Have you used anything since??


----------



## 6083 (Jun 21, 2007)

I find Dbol makes me pretty upbeat.

most of the Dbol profiles you will read say:

Dianabol promotes the protein synthesis, thus it supports the buildup of protein. This effect manifests itself in a positive nitrogen balance and an improved well-being

weras in contrast the lProfile on Anadrol 50 states...:

The athlete can expect a feeling of "general indisposition" with the intake of Anadrol 50 which is completely in contrast to Dianabol which conveys a "sense of well-being".

the above info is what is usually shown in most steroid profiles on the net and from some books ive read.


----------



## PeterTheEater (May 20, 2004)

im no expert and would never profess to be.. but if the preclivity towards depression wasnt there in the first place i wouldnt expect anyone to develop it...

the three weeks i tried d-bols i felt great.. really chilled and happy...


----------



## Sylar (Sep 7, 2008)

I agree with jw007,

Just out of interest, what type of Dbol were you on mate?


----------



## Andy Dee (Jun 1, 2008)

Sylar said:


> I agree with jw007,
> 
> Just out of interest, what type of Dbol were you on mate?

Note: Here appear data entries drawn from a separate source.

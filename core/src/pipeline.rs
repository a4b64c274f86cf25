//! Ties log source, decode, plugin fan-out and materialization together into
//! the per-window unit of work the node loop repeatedly drives (spec.md §4.7).

use std::collections::BTreeMap;
use std::collections::HashMap;
use std::sync::Arc;

use slog::{info, Logger};

use indexer_types::domain::{Contract, OwnerAtBlock, OwnerMethod, Token, TokenIdentifier, TokenType, Transfer};
use indexer_types::errors::IndexerError;
use indexer_types::ports::{EthGetLogsFilter, EthereumAdapter, PersistencePort};
use indexer_types::value::{find_first_string, Value};

use crate::log_source::LogSource;
use crate::metadata::MetadataResolver;
use crate::plugin_bus::PluginBus;
use crate::plugins::uris::resolve_uri;
use crate::plugins::{BalancesPlugin, CurrentOwnersPlugin, PreviousOwnersPlugin, RefreshPlugin, UrisPlugin};

/// How many levels of nesting `find_first_string` will descend into a
/// token's metadata document while hunting for `name`/`description`.
const METADATA_SEARCH_DEPTH: usize = 4;

struct TokenBase {
    chain: String,
    contract_address: String,
    token_id: String,
    token_type: TokenType,
    last_to: String,
    block_number: u64,
}

#[derive(Default, Clone)]
struct TokenExtra {
    uri: Option<String>,
    metadata: Option<BTreeMap<String, Value>>,
    name: Option<String>,
    description: Option<String>,
}

pub struct Pipeline {
    log_source: LogSource,
    persistence: Arc<dyn PersistencePort>,
    adapter: Arc<dyn EthereumAdapter>,
    metadata: MetadataResolver,
    chain: String,
    blocks_per_logs_call: u64,
    rpc_uri_resolution: bool,
    logger: Logger,
}

impl Pipeline {
    pub fn new(
        adapter: Arc<dyn EthereumAdapter>,
        persistence: Arc<dyn PersistencePort>,
        window_size: u64,
        chain: String,
        rpc_uri_resolution: bool,
        logger: Logger,
    ) -> Self {
        let log_source = LogSource::new(adapter.clone(), persistence.clone(), window_size, logger.clone());
        let metadata = MetadataResolver::new(logger.clone());
        Self {
            log_source,
            persistence,
            adapter,
            metadata,
            chain,
            blocks_per_logs_call: window_size,
            rpc_uri_resolution,
            logger,
        }
    }

    /// Processes one `[from, to]` window: fetches logs, decodes them into
    /// transfers, and hands the batch to `materialize_and_persist`.
    pub async fn process_window(&self, from: u64, to: u64, filter: &EthGetLogsFilter) -> Result<usize, IndexerError> {
        let logs = self.log_source.backfill(from, to, filter).await?;
        let transfers: Vec<Transfer> = logs.iter().flat_map(|log| crate::decoder::decode(&self.logger, &self.chain, log)).collect();

        let transfer_count = transfers.len();
        self.materialize_and_persist(&transfers, true).await?;

        info!(self.logger, "window processed"; "from" => from, "to" => to, "transfers" => transfer_count);
        Ok(transfer_count)
    }

    /// Runs the same materialization a live window does, but without the
    /// refresh plugin: a deep refresh only re-derives tokens it already knows
    /// about, so it has no business growing fresh address-filter windows for
    /// blocks it's merely re-scanning (spec.md §4.8).
    pub async fn materialize_refresh(&self, transfers: &[Transfer]) -> Result<(), IndexerError> {
        self.materialize_and_persist(transfers, false).await
    }

    /// Builds `Token`/`Contract` rows from a batch of transfers and persists
    /// them. Split out from `process_window` so the refresh orchestrator can
    /// drive the same materialization path over a deep-refresh's transfers.
    pub async fn materialize_and_persist(&self, transfers: &[Transfer], include_refresh_plugin: bool) -> Result<(), IndexerError> {
        let current_owners = Arc::new(CurrentOwnersPlugin::new());
        let previous_owners = Arc::new(PreviousOwnersPlugin::new());
        let balances = Arc::new(BalancesPlugin::new());
        let uris = Arc::new(UrisPlugin::new());
        let refresh = include_refresh_plugin.then(|| Arc::new(RefreshPlugin::new(self.blocks_per_logs_call)));

        let mut bus = PluginBus::new();
        bus.register(current_owners.clone());
        bus.register(previous_owners.clone());
        bus.register(balances.clone());
        bus.register(uris.clone());
        if let Some(refresh) = &refresh {
            bus.register(refresh.clone());
        }

        for transfer in transfers {
            bus.dispatch(transfer);
        }
        drop(bus);

        let current_owners = unwrap_plugin(current_owners).into_owners();
        let mut previous_owners = unwrap_plugin(previous_owners).into_history();
        let ledger = unwrap_plugin(balances).into_ledger();
        let touched_uris = unwrap_plugin(uris).into_touched();

        if let Some(refresh) = refresh {
            let filters = unwrap_plugin(refresh).drain();
            if !filters.is_empty() {
                self.persistence.bulk_upsert_address_filters(filters).await?;
            }
        }

        let mut bases: HashMap<TokenIdentifier, TokenBase> = HashMap::new();
        let mut contracts: HashMap<String, Contract> = HashMap::new();

        for transfer in transfers {
            let key = transfer.token_identifier();
            let base = bases.entry(key).or_insert_with(|| TokenBase {
                chain: transfer.chain.clone(),
                contract_address: transfer.contract_address.clone(),
                token_id: transfer.token_id.clone(),
                token_type: transfer.token_type,
                last_to: transfer.to.clone(),
                block_number: transfer.block_number,
            });
            if transfer.block_number >= base.block_number {
                base.last_to = transfer.to.clone();
                base.block_number = transfer.block_number;
            }

            contracts.entry(transfer.contract_address.clone()).or_insert_with(|| Contract {
                address: transfer.contract_address.clone(),
                chain: transfer.chain.clone(),
                name: None,
                symbol: None,
                owner_address: None,
                creator_address: None,
                owner_method: Some(OwnerMethod::Unknown),
                latest_block: transfer.block_number,
            });
        }

        let mut ledger_by_token: HashMap<TokenIdentifier, Vec<(String, u64)>> = HashMap::new();
        for ((token, holder), amount) in ledger {
            ledger_by_token.entry(token).or_default().push((holder, amount));
        }

        let adapter: Option<&dyn EthereumAdapter> = self.rpc_uri_resolution.then(|| self.adapter.as_ref());
        let mut extras: HashMap<TokenIdentifier, TokenExtra> = HashMap::new();
        for key in &touched_uris {
            let Some(base) = bases.get(key) else { continue };
            let extra = self.resolve_extra(key, base.token_type, adapter).await;
            extras.insert(key.clone(), extra);
        }

        let mut tokens: Vec<Token> = Vec::with_capacity(bases.len());
        for (key, base) in bases {
            let extra = extras.get(&key).cloned().unwrap_or_default();
            match base.token_type {
                TokenType::Erc721 => {
                    let owner = current_owners.get(&key).map(|o: &OwnerAtBlock| o.address.clone()).unwrap_or(base.last_to);
                    let history = previous_owners.remove(&key).unwrap_or_default();
                    tokens.push(self.build_token(&base.chain, &base.contract_address, &base.token_id, base.token_type, owner, "1".to_string(), history, base.block_number, &extra));
                }
                TokenType::Erc1155 => {
                    let holders = ledger_by_token.remove(&key).unwrap_or_default();
                    for (holder, amount) in holders {
                        tokens.push(self.build_token(
                            &base.chain,
                            &base.contract_address,
                            &base.token_id,
                            base.token_type,
                            holder,
                            quantity_hex(amount),
                            Vec::new(),
                            base.block_number,
                            &extra,
                        ));
                    }
                }
            }
        }

        self.persistence.bulk_upsert_tokens(tokens).await?;
        self.persistence.bulk_upsert_contracts(contracts.into_values().collect()).await?;
        Ok(())
    }

    #[allow(clippy::too_many_arguments)]
    fn build_token(
        &self,
        chain: &str,
        contract_address: &str,
        token_id: &str,
        token_type: TokenType,
        owner_address: String,
        quantity: String,
        ownership_history: Vec<OwnerAtBlock>,
        block_number: u64,
        extra: &TokenExtra,
    ) -> Token {
        Token {
            chain: chain.to_string(),
            contract_address: contract_address.to_string(),
            token_id: token_id.to_string(),
            owner_address,
            quantity,
            token_type,
            token_uri: extra.uri.clone(),
            token_metadata: extra.metadata.clone(),
            name: extra.name.clone(),
            description: extra.description.clone(),
            ownership_history,
            block_number,
        }
    }

    /// Resolves `key`'s URI, then its metadata document, in one pass per
    /// touched token identifier regardless of how many `Token` rows it ends
    /// up producing (spec.md §4.7 steps 1-2).
    async fn resolve_extra(&self, key: &TokenIdentifier, token_type: TokenType, adapter: Option<&dyn EthereumAdapter>) -> TokenExtra {
        let Some(uri) = resolve_uri(self.persistence.as_ref(), adapter, key, token_type).await else {
            return TokenExtra::default();
        };

        let metadata = match self.metadata.resolve(&key.contract_address, &key.token_id, &uri).await {
            Ok(metadata) => metadata,
            Err(err) => {
                slog::warn!(self.logger, "metadata resolution failed"; "contract" => &key.contract_address, "token_id" => &key.token_id, "error" => err.to_string());
                return TokenExtra { uri: Some(uri), metadata: None, name: None, description: None };
            }
        };

        let as_value = Value::Object(metadata.clone());
        let name = find_first_string(&as_value, &["name"], METADATA_SEARCH_DEPTH);
        let description = find_first_string(&as_value, &["description"], METADATA_SEARCH_DEPTH);

        TokenExtra { uri: Some(uri), metadata: Some(metadata), name, description }
    }
}

fn unwrap_plugin<T>(arc: Arc<T>) -> T {
    Arc::try_unwrap(arc).map_err(|_| ()).expect("sole owner after bus is dropped")
}

/// Formats an ERC-1155 quantity as hex, matching the decoder's token-id
/// formatting convention (spec.md §4.7 step 2).
fn quantity_hex(amount: u64) -> String {
    format!("{amount:x}")
}

#[cfg(test)]
mod tests {
    use super::*;
    use indexer_types::domain::TokenType;

    fn sample_transfer(block: u64, to: &str) -> Transfer {
        Transfer {
            chain: "ethereum".into(),
            contract_address: "0x0c2e".into(),
            from: "0x0".into(),
            to: to.into(),
            token_id: "1".into(),
            token_type: TokenType::Erc721,
            amount: 1,
            block_number: block,
            tx_index: 0,
        }
    }

    #[test]
    fn sample_transfer_has_expected_identifier() {
        let t = sample_transfer(1, "0xa");
        assert_eq!(t.token_identifier(), TokenIdentifier::new("0x0c2e", "1"));
    }

    #[test]
    fn quantity_hex_matches_decoder_style() {
        assert_eq!(quantity_hex(0x8c1), "8c1");
        assert_eq!(quantity_hex(0), "0");
    }
}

it was russian methandrostonol i think the name was, russian dbol.



jw007 said:


> AAS can effect mental state occasionally.
> 
> Its a small amount of DBOL TBH, was something else on your mind at time
> 
> ...


it could have been, i did have things on my mind at the time yes, no ive never used anything since, not because of what happened, just because im not ready for a cycle yet.

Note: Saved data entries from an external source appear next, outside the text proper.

//! Fan-out of a decoded `Transfer` to every registered plugin (spec.md §4.4).
//!
//! The teacher's subgraph runtime fans triggers out to wasm modules picked by
//! a `petgraph`-based filter graph; here the trigger set is fixed (four
//! plugins, always all of them, no dynamic subscription), so the graph
//! collapses to a plain `Vec<Arc<dyn Plugin>>`.

use std::sync::Arc;

use indexer_types::domain::Transfer;

/// A unit of work the bus hands every decoded transfer to.
///
/// Plugins never see each other's output; each owns its own `Reducer`
/// internally and is consulted only through `on_transfer`.
pub trait Plugin: Send + Sync {
    fn name(&self) -> &'static str;

    fn on_transfer(&self, transfer: &Transfer);
}

#[derive(Clone, Default)]
pub struct PluginBus {
    plugins: Vec<Arc<dyn Plugin>>,
}

impl PluginBus {
    pub fn new() -> Self {
        Self { plugins: Vec::new() }
    }

    pub fn register(&mut self, plugin: Arc<dyn Plugin>) {
        self.plugins.push(plugin);
    }

    /// Dispatches to every plugin in registration order. A plugin's internal
    /// `offer` never fails or panics on plausible input, so this has no
    /// error path (spec.md §4.4: "a plugin never blocks or fails the bus").
    pub fn dispatch(&self, transfer: &Transfer) {
        for plugin in &self.plugins {
            plugin.on_transfer(transfer);
        }
    }

    pub fn plugin_names(&self) -> Vec<&'static str> {
        self.plugins.iter().map(|p| p.name()).collect()
    }
}

#[cfg(test)]
mod tests {
    use super::*;
    use indexer_types::domain::TokenType;
    use std::sync::atomic::{AtomicUsize, Ordering};

    struct CountingPlugin {
        name: &'static str,
        count: AtomicUsize,
    }

    impl Plugin for CountingPlugin {
        fn name(&self) -> &'static str {
            self.name
        }

        fn on_transfer(&self, _transfer: &Transfer) {
            self.count.fetch_add(1, Ordering::SeqCst);
        }
    }

    fn sample_transfer() -> Transfer {
        Transfer {
            chain: "ethereum".into(),
            contract_address: "0x0c2e".into(),
            from: "0x0".into(),
            to: "0xa".into(),
            token_id: "1".into(),
            token_type: TokenType::Erc721,
            amount: 1,
            block_number: 1,
            tx_index: 0,
        }
    }

    #[test]
    fn dispatches_to_every_registered_plugin() {
        let mut bus = PluginBus::new();
        let a = Arc::new(CountingPlugin { name: "a", count: AtomicUsize::new(0) });
        let b = Arc::new(CountingPlugin { name: "b", count: AtomicUsize::new(0) });
        bus.register(a.clone());
        bus.register(b.clone());

        bus.dispatch(&sample_transfer());

        assert_eq!(a.count.load(Ordering::SeqCst), 1);
        assert_eq!(b.count.load(Ordering::SeqCst), 1);
        assert_eq!(bus.plugin_names(), vec!["a", "b"]);
    }
}
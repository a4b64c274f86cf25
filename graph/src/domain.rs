//! Core data model shared by every stage of the ingestion pipeline.
//!
//! These types are intentionally chain-agnostic at the Rust-type level (addresses
//! and token ids are stored as canonical lowercase hex strings, not `web3::types::Address`)
//! so that `indexer-core` does not need to depend on `indexer-chain-ethereum`.

use std::cmp::Ordering;
use std::collections::BTreeMap;

use serde::{Deserialize, Serialize};

use crate::value::Value;

/// ERC-721 vs ERC-1155. Every `Transfer` and `Token` carries one.
#[derive(Copy, Clone, Debug, PartialEq, Eq, Hash, Serialize, Deserialize)]
pub enum TokenType {
    Erc721,
    Erc1155,
}

/// Lexicographic `(blockNumber, txIndex)` — the total order over on-chain events.
///
/// Invariant: a stored fact for a token is never overwritten by one with a
/// strictly smaller `OrderKey` (spec.md §3).
#[derive(Copy, Clone, Debug, PartialEq, Eq, Hash, Serialize, Deserialize)]
pub struct OrderKey {
    pub block_number: u64,
    pub tx_index: u32,
}

impl OrderKey {
    pub const fn new(block_number: u64, tx_index: u32) -> Self {
        Self { block_number, tx_index }
    }
}

impl PartialOrd for OrderKey {
    fn partial_cmp(&self, other: &Self) -> Option<Ordering> {
        Some(self.cmp(other))
    }
}

impl Ord for OrderKey {
    fn cmp(&self, other: &Self) -> Ordering {
        (self.block_number, self.tx_index).cmp(&(other.block_number, other.tx_index))
    }
}

/// `(contractAddress, tokenId)` — the reduction key used inside the pipeline.
///
/// Distinct from the public identifier, which also carries `chain` (see `Token`).
#[derive(Clone, Debug, PartialEq, Eq, Hash, Serialize, Deserialize)]
pub struct TokenIdentifier {
    pub contract_address: String,
    pub token_id: String,
}

impl TokenIdentifier {
    pub fn new(contract_address: impl Into<String>, token_id: impl Into<String>) -> Self {
        Self { contract_address: contract_address.into(), token_id: token_id.into() }
    }
}

/// The pipeline's atomic input. Immutable after decode.
#[derive(Clone, Debug, PartialEq, Eq, Serialize, Deserialize)]
pub struct Transfer {
    pub chain: String,
    pub contract_address: String,
    pub from: String,
    pub to: String,
    pub token_id: String,
    pub token_type: TokenType,
    /// Always 1 for ERC-721.
    pub amount: u64,
    pub block_number: u64,
    pub tx_index: u32,
}

impl Transfer {
    pub fn order_key(&self) -> OrderKey {
        OrderKey::new(self.block_number, self.tx_index)
    }

    pub fn token_identifier(&self) -> TokenIdentifier {
        TokenIdentifier::new(self.contract_address.clone(), self.token_id.clone())
    }
}

/// Anything keyed by an `OrderKey` that the `Reducer` can compare for "latest wins".
pub trait HasOrderKey {
    fn order_key(&self) -> OrderKey;
}

/// "At OrderKey, the owner of this ERC-721 token was `address`."
#[derive(Clone, Debug, PartialEq, Eq, Serialize, Deserialize)]
pub struct OwnerAtBlock {
    pub token: TokenIdentifier,
    pub address: String,
    pub order_key: OrderKey,
}

impl HasOrderKey for OwnerAtBlock {
    fn order_key(&self) -> OrderKey {
        self.order_key
    }
}

/// ERC-1155 only: post-transfer holdings of both parties as of `order_key`.
#[derive(Clone, Debug, PartialEq, Eq, Serialize, Deserialize)]
pub struct TokenBalances {
    pub token: TokenIdentifier,
    pub from: String,
    pub to: String,
    pub from_amount: u64,
    pub to_amount: u64,
    pub order_key: OrderKey,
}

impl HasOrderKey for TokenBalances {
    fn order_key(&self) -> OrderKey {
        self.order_key
    }
}

/// The URI as resolved at `order_key`. `{id}` substrings have already been
/// substituted with the hex-padded token id before this is constructed.
#[derive(Clone, Debug, PartialEq, Eq, Serialize, Deserialize)]
pub struct TokenUri {
    pub token: TokenIdentifier,
    pub uri: String,
    pub order_key: OrderKey,
}

impl HasOrderKey for TokenUri {
    fn order_key(&self) -> OrderKey {
        self.order_key
    }
}

/// Free-form metadata retrieved via the `MetadataResolver`, keyed by string.
pub type TokenMetadata = BTreeMap<String, Value>;

/// The materialized row persisted by `BulkUpsert`.
///
/// Mutated only by bulk upsert keyed on `(contract, tokenId, owner)`; never
/// deleted by the pipeline.
#[derive(Clone, Debug, Serialize, Deserialize)]
pub struct Token {
    pub chain: String,
    pub contract_address: String,
    pub token_id: String,
    pub owner_address: String,
    /// Hex string; `"1"` for ERC-721.
    pub quantity: String,
    pub token_type: TokenType,
    pub token_uri: Option<String>,
    pub token_metadata: Option<TokenMetadata>,
    pub name: Option<String>,
    pub description: Option<String>,
    /// Ascending by `OrderKey`.
    pub ownership_history: Vec<OwnerAtBlock>,
    pub block_number: u64,
}

/// Derived opportunistically from transfers; upserted in the same transaction
/// as the tokens that reference it.
#[derive(Clone, Debug, Serialize, Deserialize)]
pub struct Contract {
    pub address: String,
    pub chain: String,
    pub name: Option<String>,
    pub symbol: Option<String>,
    pub owner_address: Option<String>,
    pub creator_address: Option<String>,
    pub owner_method: Option<OwnerMethod>,
    pub latest_block: u64,
}

/// How a contract's `ownerAddress` was resolved; tracked for the
/// `contract_owner_stats` snapshot exposed by `StatusReporter`.
#[derive(Copy, Clone, Debug, PartialEq, Eq, Serialize, Deserialize)]
pub enum OwnerMethod {
    /// `owner()` view call succeeded.
    OwnerCall,
    /// `owner()` reverted or is absent; fell back to the creator of the
    /// earliest-observed transfer.
    CreatorFallback,
    /// Neither resolved.
    Unknown,
}

#[cfg(test)]
mod tests {
    use super::*;

    #[test]
    fn order_key_orders_by_block_then_tx_index() {
        let a = OrderKey::new(10, 5);
        let b = OrderKey::new(10, 6);
        let c = OrderKey::new(11, 0);
        assert!(a < b);
        assert!(b < c);
        assert_eq!(a, OrderKey::new(10, 5));
    }

    #[test]
    fn transfer_derives_its_order_key_and_identifier() {
        let t = Transfer {
            chain: "ethereum".into(),
            contract_address: "0x0c2e".into(),
            from: "0x0".into(),
            to: "0xa".into(),
            token_id: "d9".into(),
            token_type: TokenType::Erc721,
            amount: 1,
            block_number: 1,
            tx_index: 0,
        };
        assert_eq!(t.order_key(), OrderKey::new(1, 0));
        assert_eq!(t.token_identifier(), TokenIdentifier::new("0x0c2e", "d9"));
    }
}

i am a bit shocked looking back now because dbol is suppose to make you feel the exact opposite lol.


----------



## gym_smash (Feb 8, 2008)

I'm into my second week and I'm buzzing most days.

But surely if it messes with your hormones can't this have an effect on your mental state?


----------



## Andy Dee (Jun 1, 2008)

BigMatt1985 said:


> I'm into my second week and I'm buzzing most days.
> 
> But surely if it messes with your hormones can't this have an effect on your mental state?

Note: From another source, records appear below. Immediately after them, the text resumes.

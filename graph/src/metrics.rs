//! Ambient RPC metrics, carried over from the teacher's
//! `ProviderEthRpcMetrics`/`SubgraphEthRpcMetrics` pattern even though
//! spec.md scopes the scrape endpoint itself out (§1: "the HTTP handler
//! surface ... out of scope"). Observability primitives are ambient stack,
//! not a feature a Non-goal names.

use prometheus::{CounterVec, HistogramVec, Opts, Registry};

#[derive(Clone)]
pub struct EthRpcMetrics {
    request_duration: HistogramVec,
    errors: CounterVec,
}

impl EthRpcMetrics {
    pub fn new(registry: &Registry) -> Self {
        let request_duration = HistogramVec::new(
            prometheus::HistogramOpts::new(
                "indexer_eth_rpc_request_duration_seconds",
                "Duration of eth RPC requests made by the ingestion pipeline",
            ),
            &["method"],
        )
        .expect("valid histogram metric");
        let errors = CounterVec::new(
            Opts::new("indexer_eth_rpc_errors_total", "Count of eth RPC request errors"),
            &["method"],
        )
        .expect("valid counter metric");

        registry
            .register(Box::new(request_duration.clone()))
            .expect("metric not already registered");
        registry.register(Box::new(errors.clone())).expect("metric not already registered");

        Self { request_duration, errors }
    }

    pub fn observe_request(&self, method: &str, seconds: f64) {
        self.request_duration.with_label_values(&[method]).observe(seconds);
    }

    pub fn record_error(&self, method: &str) {
        self.errors.with_label_values(&[method]).inc();
    }
}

could do yes, many many things that change your hormone behaviour can effect your mental state, dont know much mroe to go into specifics though


----------



## drhighintensity (Jan 17, 2008)

dbol makes you feel happy

'wellbeing'


----------



## Andy Dee (Jun 1, 2008)

drhighintensity said:


> dbol makes you feel happy
> 
> 'wellbeing'


when i first started it, it did make me feel happy and everything was gonna be ok and i was feeling really good, then it completely turned to rat sh1t more or less overnight


----------



## Greyphantom (Oct 23, 2003)

You sure it was genuine dbol and not winny dressed as dbol...?? I got really screwed up on winny once and know that winny can cause these problems... but as above dbol gives me the warm fuzzies...


----------



## Andy Dee (Jun 1, 2008)

Greyphantom said:


> You sure it was genuine dbol and not winny dressed as dbol...?? I got really screwed up on winny once and know that winny can cause these problems... but as above dbol gives me the warm fuzzies...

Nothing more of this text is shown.